Het Suezkanaal, dat de Middellandse Zee en de Rode Zee over Egypte verbindt, werd in 1869 voltooid door Franse ingenieurs. De daaropvolgende 87 jaar bleef het grotendeels onder Britse en Franse controle en Europa was ervan afhankelijk als een goedkope verzendroute voor olie uit het Midden-Oosten.
Na de Tweede Wereldoorlog drong Egypte aan op evacuatie van Britse troepen uit de Suez-kanaalzone, en in juli 1956 nationaliseerde president Nasser het kanaal, in de hoop tol te heffen die zou betalen voor de bouw van een massieve dam op de rivier de Nijl. In reactie daarop viel Israël eind oktober binnen en landden Britse en Franse troepen begin november en bezetten de kanaalzone. Onder Sovjet-, VS- en U.N.-druk trokken Groot-Brittannië en Frankrijk zich in december terug en vertrokken Israëlische troepen in maart 1957. Die maand nam Egypte de controle over het kanaal over en heropende het voor commerciële scheepvaart.

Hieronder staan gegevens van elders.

use std::{collections::HashSet, num::NonZeroUsize, sync::Arc};

use coreset::{
    controller::{Controller, RunData, Settings},
    eval::Evaluator,
    run_log::RunLog,
    schedule::{Phase, Schedule},
    trainer::WeightedTrainer,
};
use machine_learning::{
    arch::{Sequential, layers::Layer, loss::Mse},
    dataset::InMemoryDataset,
    optimization::{GradientDescent, LrSchedule},
};
use ml_core::GreedyMode;
use ml_strategies::RandomStrategy;
use ndarray::Array2;

type Run = Controller<Sequential, GradientDescent, Mse, InMemoryDataset, RandomStrategy>;

fn dataset(len: usize) -> Arc<InMemoryDataset> {
    let x = Array2::from_shape_fn((len, 1), |(i, _)| (i % 100) as f32 / 100.);
    let labels: Vec<_> = (0..len).map(|i| i % 2).collect();
    Arc::new(InMemoryDataset::from_labels(x, &labels, 2).unwrap())
}

fn controller(len: usize, fraction: f64, schedule: Schedule, num_epochs: usize) -> Run {
    let train = dataset(len);
    let budget = (fraction * len as f64).floor() as usize;

    let model = Sequential::with_params([Layer::dense((1, 2), None)], vec![0.1, -0.1, 0., 0.])
        .unwrap();
    let trainer = WeightedTrainer::new(GradientDescent::new(0.01), Mse, LrSchedule::constant(0.01));
    let strategy = RandomStrategy::online(len, 11);

    let data = RunData {
        train,
        valid: None,
        test: None,
    };
    let settings = Settings {
        name: "Random-Online".into(),
        schedule,
        budget,
        greedy: GreedyMode::Lazy,
        batch_size: 500,
        shuffle: true,
        num_epochs,
        seed: 3,
    };

    Controller::new(
        model,
        trainer,
        Some(strategy),
        data,
        Evaluator::new(1000, Vec::new()),
        settings,
    )
    .unwrap()
}

fn nz(n: usize) -> NonZeroUsize {
    NonZeroUsize::new(n).unwrap()
}

#[test]
fn interval_run_reselects_only_at_its_triggers() {
    let mut run = controller(50_000, 0.1, Schedule::Interval { every: nz(20) }, 40);
    let metrics = run.run(&mut RunLog::new(Vec::new())).unwrap();

    assert_eq!(metrics.selections(), [19, 39]);

    let records = metrics.records();
    assert!(records.iter().all(|r| r.subset_size == 5000));
    assert!(records.iter().all(|r| r.phase == Phase::Subset));

    let initial = records[0].fingerprint;
    assert!(records[..19].iter().all(|r| r.fingerprint == initial));

    let first = records[19].fingerprint;
    assert_ne!(first, initial);
    assert!(records[19..39].iter().all(|r| r.fingerprint == first));
    assert_ne!(records[39].fingerprint, first);
}

#[test]
fn online_random_redraws_every_epoch() {
    let mut run = controller(200, 0.1, Schedule::EveryEpoch, 10);
    let metrics = run.run(&mut RunLog::new(Vec::new())).unwrap();

    assert_eq!(metrics.selections(), (0..10).collect::<Vec<_>>());

    let distinct: HashSet<_> = metrics.records().iter().map(|r| r.fingerprint).collect();
    assert_eq!(distinct.len(), 10);
}

#[test]
fn static_random_keeps_the_initial_subset() {
    let mut run = controller(200, 0.1, Schedule::Static, 10);
    let metrics = run.run(&mut RunLog::new(Vec::new())).unwrap();

    assert!(metrics.selections().is_empty());

    let initial = metrics.records()[0].fingerprint;
    assert!(metrics.records().iter().all(|r| r.fingerprint == initial));
    assert!(metrics.records().iter().all(|r| r.subset_size == 20));
}

#[test]
fn warm_start_trains_on_everything_first() {
    let schedule = Schedule::warm(nz(20), 0.1, 0.1, 100).unwrap();
    let mut run = controller(200, 0.1, schedule, 100);
    let metrics = run.run(&mut RunLog::new(Vec::new())).unwrap();
    let records = metrics.records();

    assert_eq!(records[0].phase, Phase::Full);
    assert_eq!(records[0].subset_size, 200);

    let initial = records[1].fingerprint;
    assert!(records[1..20].iter().all(|r| r.phase == Phase::Subset && r.fingerprint == initial));
    assert_eq!(metrics.selections(), [20, 40, 60, 80]);
}

#[test]
fn epochs_train_on_the_subset_they_just_selected() {
    let mut run = controller(200, 0.1, Schedule::EveryEpoch, 1);
    let initial = run.current_subset().map(|v| v.fingerprint());

    let fingerprint = {
        let record = run.run_epoch(0).unwrap();
        assert!(record.selected);
        assert_eq!(record.subset_size, 20);
        record.fingerprint
    };

    assert_eq!(run.current_subset().map(|v| v.fingerprint()), Some(fingerprint));
    assert_ne!(initial, Some(fingerprint));
}

#[test]
fn full_schedules_need_no_strategy() {
    let len = 50;
    let model = Sequential::new([Layer::dense((1, 2), None)]);
    let trainer = WeightedTrainer::new(GradientDescent::new(0.1), Mse, LrSchedule::constant(0.1));

    let settings = Settings {
        name: "Full".into(),
        schedule: Schedule::Full,
        budget: len,
        greedy: GreedyMode::Lazy,
        batch_size: 10,
        shuffle: false,
        num_epochs: 3,
        seed: 0,
    };
    let data = RunData {
        train: dataset(len),
        valid: None,
        test: None,
    };

    let mut run: Run =
        Controller::new(model, trainer, None, data, Evaluator::new(1, Vec::new()), settings)
            .unwrap();
    let metrics = run.run(&mut RunLog::new(Vec::new())).unwrap();

    assert!(metrics.selections().is_empty());
    assert!(metrics.records().iter().all(|r| r.phase == Phase::Full && r.subset_size == len));
    assert!(run.current_subset().is_none());
}

#[test]
fn reselecting_schedules_need_a_strategy() {
    let model = Sequential::new([Layer::dense((1, 2), None)]);
    let trainer = WeightedTrainer::new(GradientDescent::new(0.1), Mse, LrSchedule::constant(0.1));
    let settings = Settings {
        name: "CRAIG".into(),
        schedule: Schedule::Interval { every: nz(2) },
        budget: 5,
        greedy: GreedyMode::Lazy,
        batch_size: 10,
        shuffle: false,
        num_epochs: 4,
        seed: 0,
    };
    let data = RunData {
        train: dataset(50),
        valid: None,
        test: None,
    };

    let res: coreset::Result<Run> =
        Controller::new(model, trainer, None, data, Evaluator::new(1, Vec::new()), settings);
    assert!(matches!(res, Err(coreset::CoresetErr::InvalidConfig(_))));
}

Tien jaar later sloot Egypte het kanaal weer af na de Zesdaagse Oorlog en de bezetting door Israël van het Sinaï-schiereiland. De volgende acht jaar bestond het Suezkanaal, dat de Sinaï scheidt van de rest van Egypte, als de frontlinie tussen de Egyptische en Israëlische legers. In 1975 heropende de Egyptische president Anwar el-Sadat het Suezkanaal als een gebaar van vrede na gesprekken met Israël. Tegenwoordig varen dagelijks gemiddeld 50 schepen het kanaal over, met meer dan 300 miljoen ton goederen per jaar.